Earlier this month, with the backing of activist shareholder Bill Ackman, Valeant raised its stock-and-cash bid to about $180 (U.S.) per share, valuing Allergan at more than $54-billion.

Allergan repeated its claim that Valeant has an unsustainable business model that relies on “serial” acquisitions and cost reductions, as opposed to revenue growth and operational excellence. Shares in Valeant faded six cents, or 0.43 per cent, to $137.43 on the Toronto Stock Exchange.

Ian Nakamoto, director of research at 3MACS, says the TSX is now on a course where it’s a slow “grind up,” with nothing expected in sight that might derail it.

“The easiest path for the markets seems to be up,” he said. “It’s not moving by leaps and bounds, just gradually up. The path to least resistance is up because momentum is with the stock market.”

Nakamoto said talk about a correction in the Toronto market is unlikely. Instead, Nakamoto said he wouldn’t be that surprised if the TSX surpasses its record close of 15,073, reached on June 18, 2008, just before the economic recession.

Meanwhile, in the U.S., Wall Street took back some gains, as the Dow Jones industrials dropped 18.82 to 16,924.28, the Nasdaq fell 4.41 points to 4,336.72, while the S&P 500 index dipped 2.43 points to 1,948.84.

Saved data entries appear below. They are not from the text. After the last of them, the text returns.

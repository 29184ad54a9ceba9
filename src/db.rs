use anyhow::Result;
use sea_orm::{DatabaseConnection, SqlxPostgresConnector};
use sqlx::postgres::PgPoolOptions;
use std::time::Duration;

pub type DbPool = sqlx::PgPool;
pub type OrmConn = DatabaseConnection;

pub async fn create_pool(database_url: &str) -> Result<DbPool> {
    let pool = PgPoolOptions::new()
        .max_connections(20)
        .acquire_timeout(Duration::from_secs(5))
        .connect(database_url)
        .await?;
    Ok(pool)
}

/// Wrap an existing sqlx pool so SeaORM and raw queries share connections.
pub fn create_orm_conn(pool: &DbPool) -> OrmConn {
    SqlxPostgresConnector::from_sqlx_postgres_pool(pool.clone())
}

pub async fn run_migrations(pool: &DbPool) -> Result<()> {
    sqlx::migrate!("./migrations").run(pool).await?;
    Ok(())
}
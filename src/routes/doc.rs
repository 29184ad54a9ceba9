use utoipa::{
    Modify, OpenApi,
    openapi::{
        self,
        OpenApi as OpenApiSpec,
        security::{HttpAuthScheme, HttpBuilder, SecurityScheme},
    },
};
use utoipa_scalar::{Scalar, Servable};

use crate::{
    dto::{
        addresses::{AddressList, AddressRequest},
        auth::{
            FacebookLoginRequest, ForgotPasswordRequest, GoogleLoginRequest, LoginRequest,
            LoginResponse, PendingRegistration, RegisterRequest, ResendOtpRequest,
            ResetPasswordRequest, VerifyOtpRequest,
        },
        cart::{AddToCartRequest, CartList, StockUpdate, StockUpdateList, UpdateCartRequest},
        catalog::{
            CreateProductDetailRequest, CreateProductRequest, InventoryAdjustRequest, LookupList,
            LookupRequest, ProductDetailList, ProductList, SetStatusRequest,
            UpdateProductDetailRequest, UpdateProductRequest,
        },
        favorites::{AddFavoriteRequest, FavoriteProductList},
        orders::{
            CheckoutLine, CheckoutRequest, MonthlyRevenueList, OrderDto, OrderList,
            OrderWithDetails, RevenueTotal, StatusOrderList,
        },
        users::{ChangePasswordRequest, CreateUserRequest, UpdateUserRequest, UserList, UserRole},
        vouchers::{CreateVoucherRequest, UpdateVoucherRequest, VoucherList},
    },
    models::{
        Address, CartItem, CartLine, Favorite, LookupItem, MonthlyRevenue, OrderDetail, Product,
        ProductDetail, StatusOrder, User, Voucher,
    },
    response::{ApiResponse, Meta},
    routes::{
        addresses, admin, auth, cart, favorites, health, lookups, orders, params,
        product_details, products, users, vouchers,
    },
};

struct SecurityAddon;

impl Modify for SecurityAddon {
    fn modify(&self, openapi: &mut openapi::OpenApi) {
        let components = openapi.components.get_or_insert_with(Default::default);
        components.add_security_scheme(
            "bearer_auth",
            SecurityScheme::Http(
                HttpBuilder::new()
                    .scheme(HttpAuthScheme::Bearer)
                    .bearer_format("JWT")
                    .build(),
            ),
        );
    }
}

#[derive(OpenApi)]
#[openapi(
    paths(
        health::health_check,
        health::readiness,
        auth::register,
        auth::verify_otp,
        auth::resend_otp,
        auth::login,
        auth::google_login,
        auth::facebook_login,
        auth::forgot_password,
        auth::reset_password,
        users::list_users,
        users::create_user,
        users::get_role,
        users::update_user,
        users::delete_user,
        users::change_password,
        lookups::list_lookups,
        lookups::get_lookup,
        lookups::create_lookup,
        lookups::update_lookup,
        lookups::delete_lookup,
        products::list_products,
        products::list_by_category,
        products::get_product,
        products::create_product,
        products::update_product,
        products::delete_product,
        product_details::list_details,
        product_details::list_by_product,
        product_details::get_detail,
        product_details::create_detail,
        product_details::update_detail,
        product_details::set_status,
        product_details::delete_detail,
        cart::cart_list,
        cart::add_to_cart,
        cart::update_cart_item,
        cart::remove_from_cart,
        cart::update_quantity,
        cart::clear_cart,
        orders::checkout,
        orders::list_my_orders,
        orders::list_all_orders,
        orders::list_statuses,
        orders::list_user_orders,
        orders::get_order,
        orders::update_order_status,
        orders::cancel_order,
        orders::revenue_between,
        orders::revenue_last_12_months,
        vouchers::list_vouchers,
        vouchers::create_voucher,
        vouchers::update_voucher,
        vouchers::delete_voucher,
        vouchers::decrement_voucher,
        addresses::list_addresses,
        addresses::first_address,
        addresses::add_address,
        addresses::update_address,
        favorites::list_favorites,
        favorites::add_favorite,
        favorites::remove_favorite,
        admin::list_low_stock,
        admin::adjust_inventory
    ),
    components(
        schemas(
            User,
            LookupItem,
            Product,
            ProductDetail,
            CartItem,
            CartLine,
            Favorite,
            OrderDetail,
            StatusOrder,
            Voucher,
            Address,
            MonthlyRevenue,
            RegisterRequest,
            PendingRegistration,
            VerifyOtpRequest,
            ResendOtpRequest,
            LoginRequest,
            LoginResponse,
            GoogleLoginRequest,
            FacebookLoginRequest,
            ForgotPasswordRequest,
            ResetPasswordRequest,
            CreateUserRequest,
            UpdateUserRequest,
            ChangePasswordRequest,
            UserList,
            UserRole,
            LookupRequest,
            LookupList,
            CreateProductRequest,
            UpdateProductRequest,
            ProductList,
            CreateProductDetailRequest,
            UpdateProductDetailRequest,
            SetStatusRequest,
            ProductDetailList,
            InventoryAdjustRequest,
            AddToCartRequest,
            UpdateCartRequest,
            CartList,
            StockUpdate,
            StockUpdateList,
            CheckoutLine,
            CheckoutRequest,
            OrderDto,
            OrderWithDetails,
            OrderList,
            StatusOrderList,
            RevenueTotal,
            MonthlyRevenueList,
            CreateVoucherRequest,
            UpdateVoucherRequest,
            VoucherList,
            AddressRequest,
            AddressList,
            AddFavoriteRequest,
            FavoriteProductList,
            params::Pagination,
            params::ProductQuery,
            params::OrderListQuery,
            params::LowStockQuery,
            params::RevenueQuery,
            params::SortOrder,
            params::ProductSortBy,
            Meta,
            ApiResponse<Product>,
            ApiResponse<ProductList>,
            ApiResponse<OrderWithDetails>,
            ApiResponse<OrderList>,
            ApiResponse<LoginResponse>
        )
    ),
    security(
        ("bearer_auth" = [])
    ),
    modifiers(&SecurityAddon),
    tags(
        (name = "Health", description = "Health check endpoints"),
        (name = "Auth", description = "Registration, login and password recovery"),
        (name = "Users", description = "User management"),
        (name = "Lookups", description = "Roles, brands, categories, colors, sizes and weights"),
        (name = "Products", description = "Product endpoints"),
        (name = "Product Details", description = "Product variant endpoints"),
        (name = "Cart", description = "Cart endpoints"),
        (name = "Orders", description = "Checkout, order and revenue endpoints"),
        (name = "Vouchers", description = "Voucher endpoints"),
        (name = "Addresses", description = "Shipping address endpoints"),
        (name = "Favorites", description = "Favorite endpoints"),
        (name = "Admin", description = "Inventory endpoints"),
    )
)]
pub struct ApiDoc;

pub fn scalar_docs() -> Scalar<OpenApiSpec> {
    Scalar::with_url("/docs", ApiDoc::openapi())
}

The U.S. Commerce Department says U.S. wholesale businesses built up their stockpiles of goods in April, a sign that companies expect stronger economic growth in the coming months.

The department says wholesale stockpiles expanded 1.1 per cent in April, following a 1.1 per cent gain in March. The result marks 10 straight months of rising inventories.

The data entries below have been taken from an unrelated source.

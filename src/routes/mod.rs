use axum::Router;

use crate::{services::lookup_service::LookupKind, state::AppState};

pub mod addresses;
pub mod admin;
pub mod auth;
pub mod cart;
pub mod doc;
pub mod favorites;
pub mod health;
pub mod lookups;
pub mod orders;
pub mod params;
pub mod product_details;
pub mod products;
pub mod users;
pub mod vouchers;

// Build the API router without binding state; it will be provided at the top level.
pub fn create_api_router() -> Router<AppState> {
    Router::new()
        .nest("/auth", auth::router())
        .nest("/users", users::router())
        .nest("/roles", lookups::router(LookupKind::Role))
        .nest("/brands", lookups::router(LookupKind::Brand))
        .nest("/product-categories", lookups::router(LookupKind::Category))
        .nest("/product-colors", lookups::router(LookupKind::Color))
        .nest("/product-sizes", lookups::router(LookupKind::Size))
        .nest("/product-weights", lookups::router(LookupKind::Weight))
        .nest("/products", products::router())
        .nest("/product-details", product_details::router())
        .nest("/cart", cart::router())
        .nest("/checkout", orders::checkout_router())
        .nest("/orders", orders::router())
        .nest("/vouchers", vouchers::router())
        .nest("/addresses", addresses::router())
        .nest("/favorites", favorites::router())
        .nest("/admin", admin::router())
}
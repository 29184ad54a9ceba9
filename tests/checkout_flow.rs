mod common;

use chrono::{Duration, NaiveDate, TimeZone, Utc};
use petcare_api::{
    dto::{
        cart::AddToCartRequest,
        orders::{CheckoutLine, CheckoutRequest},
    },
    error::AppError,
    middleware::auth::AuthUser,
    routes::params::RevenueQuery,
    services::{cart_service, order_service, voucher_service},
    state::AppState,
};
use uuid::Uuid;

async fn fill_cart(state: &AppState, user: &AuthUser, lines: &[(Uuid, i32)]) -> anyhow::Result<()> {
    for (product_detail_id, quantity) in lines {
        cart_service::add_to_cart(
            state,
            user,
            AddToCartRequest {
                product_detail_id: *product_detail_id,
                quantity: *quantity,
            },
        )
        .await?;
    }
    Ok(())
}

fn request(lines: &[(Uuid, i32)], shipping_cost: i64) -> CheckoutRequest {
    CheckoutRequest {
        items: lines
            .iter()
            .map(|(product_detail_id, quantity)| CheckoutLine {
                product_detail_id: *product_detail_id,
                quantity: *quantity,
                price: None,
            })
            .collect(),
        total: None,
        shipping_cost,
        address: Some("12 Lê Lợi, Bến Nghé, Quận 1, TP. Hồ Chí Minh".into()),
        address_id: None,
        payment_method: "COD".into(),
        voucher_id: None,
    }
}

async fn order_count(state: &AppState, user_id: Uuid) -> anyhow::Result<i64> {
    let (count,): (i64,) = sqlx::query_as("SELECT COUNT(*) FROM orders WHERE user_id = $1")
        .bind(user_id)
        .fetch_one(&state.pool)
        .await?;
    Ok(count)
}

async fn insert_voucher(
    state: &AppState,
    start_date: NaiveDate,
    end_date: NaiveDate,
    quantity: i32,
    condition: i64,
) -> anyhow::Result<Uuid> {
    let (voucher_id,): (Uuid,) = sqlx::query_as(
        r#"
        INSERT INTO vouchers (name, start_date, end_date, quantity, percents, condition)
        VALUES ($1, $2, $3, $4, 10, $5)
        RETURNING id
        "#,
    )
    .bind(common::unique("GIAMGIA"))
    .bind(start_date)
    .bind(end_date)
    .bind(quantity)
    .bind(condition)
    .fetch_one(&state.pool)
    .await?;
    Ok(voucher_id)
}

async fn voucher_quantity(state: &AppState, voucher_id: Uuid) -> anyhow::Result<i32> {
    let (quantity,): (i32,) = sqlx::query_as("SELECT quantity FROM vouchers WHERE id = $1")
        .bind(voucher_id)
        .fetch_one(&state.pool)
        .await?;
    Ok(quantity)
}

#[tokio::test]
async fn checkout_totals_decrements_stock_and_clears_cart() -> anyhow::Result<()> {
    let Some(state) = common::setup_state().await? else {
        return Ok(());
    };
    let (user, _) = common::create_user(&state, "user").await?;
    let food = common::create_variant(&state, 30, 10).await?;
    let litter = common::create_variant(&state, 15, 4).await?;
    let lines = [(food, 2), (litter, 2)];
    fill_cart(&state, &user, &lines).await?;

    let placed = order_service::checkout(&state, &user, request(&lines, 10))
        .await?
        .data
        .expect("order");

    assert_eq!(placed.order.total_amount, 100);
    assert_eq!(placed.order.shipping_cost, 10);
    assert_eq!(placed.order.status_id, order_service::PENDING_STATUS_ID);
    assert_eq!(placed.details.len(), 2);
    assert_eq!(common::stock_of(&state, food).await?, 8);
    assert_eq!(common::stock_of(&state, litter).await?, 2);

    let (remaining,): (i64,) = sqlx::query_as("SELECT COUNT(*) FROM cart_items WHERE user_id = $1")
        .bind(user.user_id)
        .fetch_one(&state.pool)
        .await?;
    assert_eq!(remaining, 0);
    Ok(())
}

#[tokio::test]
async fn insufficient_stock_leaves_nothing_behind() -> anyhow::Result<()> {
    let Some(state) = common::setup_state().await? else {
        return Ok(());
    };
    let (user, _) = common::create_user(&state, "user").await?;
    let plenty = common::create_variant(&state, 40, 10).await?;
    let scarce = common::create_variant(&state, 25, 5).await?;
    let lines = [(plenty, 1), (scarce, 3)];
    fill_cart(&state, &user, &lines).await?;

    // Someone else bought most of it after it went into the cart.
    sqlx::query("UPDATE product_details SET quantity = 1 WHERE id = $1")
        .bind(scarce)
        .execute(&state.pool)
        .await?;

    let result = order_service::checkout(&state, &user, request(&lines, 10)).await;
    match result {
        Err(AppError::BadRequest(message)) => assert!(message.contains("Not enough stock")),
        other => panic!("expected BadRequest, got {:?}", other.map(|r| r.message)),
    }

    assert_eq!(order_count(&state, user.user_id).await?, 0);
    assert_eq!(common::stock_of(&state, plenty).await?, 10);
    assert_eq!(common::stock_of(&state, scarce).await?, 1);
    Ok(())
}

#[tokio::test]
async fn voucher_with_one_use_decrements_once() -> anyhow::Result<()> {
    let Some(state) = common::setup_state().await? else {
        return Ok(());
    };
    let (admin, _) = common::create_user(&state, "admin").await?;
    let today = Utc::now().date_naive();

    let (voucher_id,): (Uuid,) = sqlx::query_as(
        r#"
        INSERT INTO vouchers (name, start_date, end_date, quantity, percents)
        VALUES ($1, $2, $3, 1, 10)
        RETURNING id
        "#,
    )
    .bind(common::unique("MEOMEO"))
    .bind(today - Duration::days(1))
    .bind(today + Duration::days(30))
    .fetch_one(&state.pool)
    .await?;

    let first = voucher_service::decrement(&state, &admin, voucher_id).await?;
    assert_eq!(first.data.map(|v| v.quantity), Some(0));

    let second = voucher_service::decrement(&state, &admin, voucher_id).await;
    assert!(matches!(second, Err(AppError::BadRequest(_))));

    let missing = voucher_service::decrement(&state, &admin, Uuid::new_v4()).await;
    assert!(matches!(missing, Err(AppError::NotFoundResource(_))));
    Ok(())
}

#[tokio::test]
async fn cancelling_twice_succeeds_and_mails_once() -> anyhow::Result<()> {
    let Some(state) = common::setup_state().await? else {
        return Ok(());
    };
    let (user, email) = common::create_user(&state, "user").await?;
    let detail = common::create_variant(&state, 90, 3).await?;
    let lines = [(detail, 1)];
    fill_cart(&state, &user, &lines).await?;

    let placed = order_service::checkout(&state, &user, request(&lines, 10))
        .await?
        .data
        .expect("order");
    let order_id = placed.order.id;

    for _ in 0..2 {
        let cancelled = order_service::process_order_cancellation(
            &state,
            &user,
            order_id,
            Some("Đặt nhầm sản phẩm".into()),
        )
        .await?
        .data
        .expect("order");
        assert_eq!(cancelled.status_id, order_service::CANCELLED_STATUS_ID);
    }

    let (mails,): (i64,) = sqlx::query_as(
        "SELECT COUNT(*) FROM email_outbox WHERE recipient = $1 AND subject LIKE '%' || $2 || '%'",
    )
    .bind(&email)
    .bind(&placed.order.invoice_number)
    .fetch_one(&state.pool)
    .await?;
    assert_eq!(mails, 1);
    Ok(())
}

#[tokio::test]
async fn other_users_cannot_see_an_order() -> anyhow::Result<()> {
    let Some(state) = common::setup_state().await? else {
        return Ok(());
    };
    let (owner, _) = common::create_user(&state, "user").await?;
    let (stranger, _) = common::create_user(&state, "user").await?;
    let detail = common::create_variant(&state, 55, 2).await?;
    let lines = [(detail, 1)];
    fill_cart(&state, &owner, &lines).await?;

    let placed = order_service::checkout(&state, &owner, request(&lines, 0))
        .await?
        .data
        .expect("order");

    let hidden = order_service::get_order_details(&state, &stranger, placed.order.id).await;
    assert!(matches!(hidden, Err(AppError::NotFoundResource(_))));

    let seen = order_service::get_order_details(&state, &owner, placed.order.id).await?;
    assert_eq!(seen.data.map(|o| o.details.len()), Some(1));
    Ok(())
}

#[tokio::test]
async fn checkout_with_voucher_uses_one_redemption() -> anyhow::Result<()> {
    let Some(state) = common::setup_state().await? else {
        return Ok(());
    };
    let (user, _) = common::create_user(&state, "user").await?;
    let today = Utc::now().date_naive();
    let voucher_id =
        insert_voucher(&state, today - Duration::days(1), today + Duration::days(7), 2, 50).await?;
    let detail = common::create_variant(&state, 40, 5).await?;
    let lines = [(detail, 2)];
    fill_cart(&state, &user, &lines).await?;

    let mut payload = request(&lines, 10);
    payload.voucher_id = Some(voucher_id);
    let placed = order_service::checkout(&state, &user, payload)
        .await?
        .data
        .expect("order");

    assert_eq!(placed.order.voucher_id, Some(voucher_id));
    assert_eq!(placed.order.total_amount, 90);
    assert_eq!(voucher_quantity(&state, voucher_id).await?, 1);
    assert_eq!(common::stock_of(&state, detail).await?, 3);
    Ok(())
}

#[tokio::test]
async fn unusable_voucher_rolls_back_the_whole_checkout() -> anyhow::Result<()> {
    let Some(state) = common::setup_state().await? else {
        return Ok(());
    };
    let (user, _) = common::create_user(&state, "user").await?;
    let today = Utc::now().date_naive();
    let detail = common::create_variant(&state, 40, 5).await?;
    let lines = [(detail, 2)];
    fill_cart(&state, &user, &lines).await?;

    let expired =
        insert_voucher(&state, today - Duration::days(10), today - Duration::days(5), 3, 0).await?;
    let above_subtotal =
        insert_voucher(&state, today - Duration::days(1), today + Duration::days(7), 3, 81).await?;
    let exhausted =
        insert_voucher(&state, today - Duration::days(1), today + Duration::days(7), 0, 0).await?;

    for (voucher_id, quantity_before) in [(expired, 3), (above_subtotal, 3), (exhausted, 0)] {
        let mut payload = request(&lines, 10);
        payload.voucher_id = Some(voucher_id);
        let result = order_service::checkout(&state, &user, payload).await;
        assert!(matches!(result, Err(AppError::BadRequest(_))));

        assert_eq!(order_count(&state, user.user_id).await?, 0);
        assert_eq!(common::stock_of(&state, detail).await?, 5);
        assert_eq!(voucher_quantity(&state, voucher_id).await?, quantity_before);
    }

    let (in_cart,): (i64,) = sqlx::query_as("SELECT COUNT(*) FROM cart_items WHERE user_id = $1")
        .bind(user.user_id)
        .fetch_one(&state.pool)
        .await?;
    assert_eq!(in_cart, 1);
    Ok(())
}

#[tokio::test]
async fn user_orders_hide_contact_details_from_admins() -> anyhow::Result<()> {
    let Some(state) = common::setup_state().await? else {
        return Ok(());
    };
    let (owner, email) = common::create_user(&state, "user").await?;
    let (admin, _) = common::create_user(&state, "admin").await?;
    let detail = common::create_variant(&state, 20, 3).await?;
    let lines = [(detail, 1)];
    fill_cart(&state, &owner, &lines).await?;
    order_service::checkout(&state, &owner, request(&lines, 0)).await?;

    let own = order_service::get_user_orders(&state, &owner, owner.user_id)
        .await?
        .data
        .expect("orders");
    assert_eq!(own.items.len(), 1);
    assert_eq!(own.items[0].phone.as_deref(), Some("0901234567"));
    assert_eq!(own.items[0].email, email);

    let seen_by_admin = order_service::get_user_orders(&state, &admin, owner.user_id)
        .await?
        .data
        .expect("orders");
    assert_eq!(seen_by_admin.items.len(), 1);
    assert_eq!(seen_by_admin.items[0].phone.as_deref(), Some("090****567"));
    assert_eq!(
        seen_by_admin.items[0].email,
        order_service::mask_email(&email)
    );
    assert_ne!(seen_by_admin.items[0].email, email);
    Ok(())
}

#[tokio::test]
async fn unknown_status_id_is_not_found() -> anyhow::Result<()> {
    let Some(state) = common::setup_state().await? else {
        return Ok(());
    };
    let (owner, _) = common::create_user(&state, "user").await?;
    let (admin, _) = common::create_user(&state, "admin").await?;
    let detail = common::create_variant(&state, 20, 3).await?;
    let lines = [(detail, 1)];
    fill_cart(&state, &owner, &lines).await?;
    let placed = order_service::checkout(&state, &owner, request(&lines, 0))
        .await?
        .data
        .expect("order");

    let result = order_service::update_order_status(&state, &admin, placed.order.id, 9_999).await;
    assert!(matches!(result, Err(AppError::NotFoundResource(_))));

    let (status_id,): (i32,) = sqlx::query_as("SELECT status_id FROM orders WHERE id = $1")
        .bind(placed.order.id)
        .fetch_one(&state.pool)
        .await?;
    assert_eq!(status_id, order_service::PENDING_STATUS_ID);
    Ok(())
}

#[tokio::test]
async fn revenue_includes_the_whole_end_day() -> anyhow::Result<()> {
    let Some(state) = common::setup_state().await? else {
        return Ok(());
    };
    let (user, _) = common::create_user(&state, "user").await?;
    let (admin, _) = common::create_user(&state, "admin").await?;
    let start = NaiveDate::from_ymd_opt(2001, 3, 10).expect("date");
    let end = NaiveDate::from_ymd_opt(2001, 3, 12).expect("date");
    let query = || RevenueQuery {
        start_date: start,
        end_date: end,
    };

    let before = order_service::get_revenue_between_dates(&state, &admin, query())
        .await?
        .data
        .expect("revenue")
        .total_revenue;

    let placed_at = [
        (Utc.with_ymd_and_hms(2001, 3, 9, 23, 59, 59).unwrap(), 1_000_i64),
        (Utc.with_ymd_and_hms(2001, 3, 10, 0, 0, 0).unwrap(), 200),
        (Utc.with_ymd_and_hms(2001, 3, 12, 23, 59, 59).unwrap(), 30),
        (Utc.with_ymd_and_hms(2001, 3, 13, 0, 0, 0).unwrap(), 4_000),
    ];
    for (order_date, total_amount) in placed_at {
        sqlx::query(
            r#"
            INSERT INTO orders (user_id, invoice_number, order_date, payment_method,
                                payment_status, shipping_address, shipping_cost,
                                total_amount, status_id)
            VALUES ($1, $2, $3, 'COD', 'Chưa thanh toán', 'Hà Nội', 0, $4, $5)
            "#,
        )
        .bind(user.user_id)
        .bind(common::unique("INV"))
        .bind(order_date)
        .bind(total_amount)
        .bind(order_service::PENDING_STATUS_ID)
        .execute(&state.pool)
        .await?;
    }

    let after = order_service::get_revenue_between_dates(&state, &admin, query())
        .await?
        .data
        .expect("revenue")
        .total_revenue;
    assert_eq!(after - before, 230);
    Ok(())
}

Sales at the wholesale level climbed 1.3 per cent, led by autos, furniture and pharmaceutical drugs. Sales rose 1.6 per cent in March. Year-over-year, sales are up 6.7 per cent.

Equities markets have been optimistic in recent sessions as signs indicate that global economies are faring well, or central banks were poised to pump more stimulus to ensure they do.

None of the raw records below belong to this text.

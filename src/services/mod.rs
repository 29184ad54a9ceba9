pub mod address_service;
pub mod admin_service;
pub mod auth_service;
pub mod cart_service;
pub mod favorite_service;
pub mod lookup_service;
pub mod order_service;
pub mod product_detail_service;
pub mod product_service;
pub mod user_service;
pub mod voucher_service;
use serde::{Deserialize, Serialize};
use utoipa::ToSchema;
use uuid::Uuid;

use crate::models::CartLine;

#[derive(Debug, Deserialize, ToSchema)]
pub struct AddToCartRequest {
    pub product_detail_id: Uuid,
    pub quantity: i32,
}

#[derive(Debug, Deserialize, ToSchema)]
pub struct UpdateCartRequest {
    pub product_detail_id: Uuid,
    pub quantity: i32,
}

#[derive(Debug, Serialize, ToSchema)]
pub struct CartList {
    pub items: Vec<CartLine>,
}

#[derive(Debug, Serialize, ToSchema)]
pub struct StockUpdate {
    pub product_detail_id: Uuid,
    pub remaining: i32,
}

#[derive(Debug, Serialize, ToSchema)]
pub struct StockUpdateList {
    pub items: Vec<StockUpdate>,
}
use serde::Serialize;
use utoipa::ToSchema;

use crate::routes::params::Pagination;

#[derive(Debug, Serialize, ToSchema, Clone)]
pub struct Meta {
    pub page: Option<i64>,
    pub per_page: Option<i64>,
    pub total: Option<i64>,
}

impl Meta {
    pub fn new(page: i64, per_page: i64, total: i64) -> Self {
        Self {
            page: Some(page),
            per_page: Some(per_page),
            total: Some(total),
        }
    }

    pub fn paged(pagination: &Pagination, total: i64) -> Self {
        let (page, per_page, _) = pagination.normalize();
        Self::new(page, per_page, total)
    }

    pub fn empty() -> Self {
        Self {
            page: None,
            per_page: None,
            total: None,
        }
    }
}

/// Envelope for every JSON body the API returns, errors included.
#[derive(Debug, Serialize, ToSchema)]
pub struct ApiResponse<T> {
    pub message: String,
    pub data: Option<T>,
    pub meta: Option<Meta>,
}

impl<T: Serialize> ApiResponse<T> {
    pub fn success(message: impl Into<String>, data: T, meta: Option<Meta>) -> Self {
        Self {
            message: message.into(),
            data: Some(data),
            meta,
        }
    }
}

impl ApiResponse<serde_json::Value> {
    pub fn done(message: impl Into<String>) -> Self {
        Self::success(message, serde_json::json!({}), Some(Meta::empty()))
    }
}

Last week, the European Central Bank announced that it was going to deal with the threat of deflation and give some lift to a tepid economic recovery in the eurozone by cutting its lending rate to 0.15 per cent from 0.25 per cent and dropping its overnight deposit rate to minus 0.1 per cent from zero.

There’s also been signs of strong first quarter growth in Japan, an improvement in China’s exports and a solid U.S. jobs report for May.

Meanwhile, in Canada, a survey by international human resources firm Manpower Inc. suggests about 20 per cent of Canadian companies expect to add to their payrolls in the third quarter.

But when factoring in seasonal variants, Manpower says that figure falls to 10 per cent. Overall, four per cent of firms that expected to shed workers in the July-September period.

No other Canadian economic releases are scheduled for Tuesday.

Commodities were mostly higher as the July crude contract on the New York Mercantile Exchange was up 24 cents to $104.65 (U.S.) a barrel. August bullion rose $7.20 to $1,261.10 an ounce and July copper gained a penny to $3.05 a pound.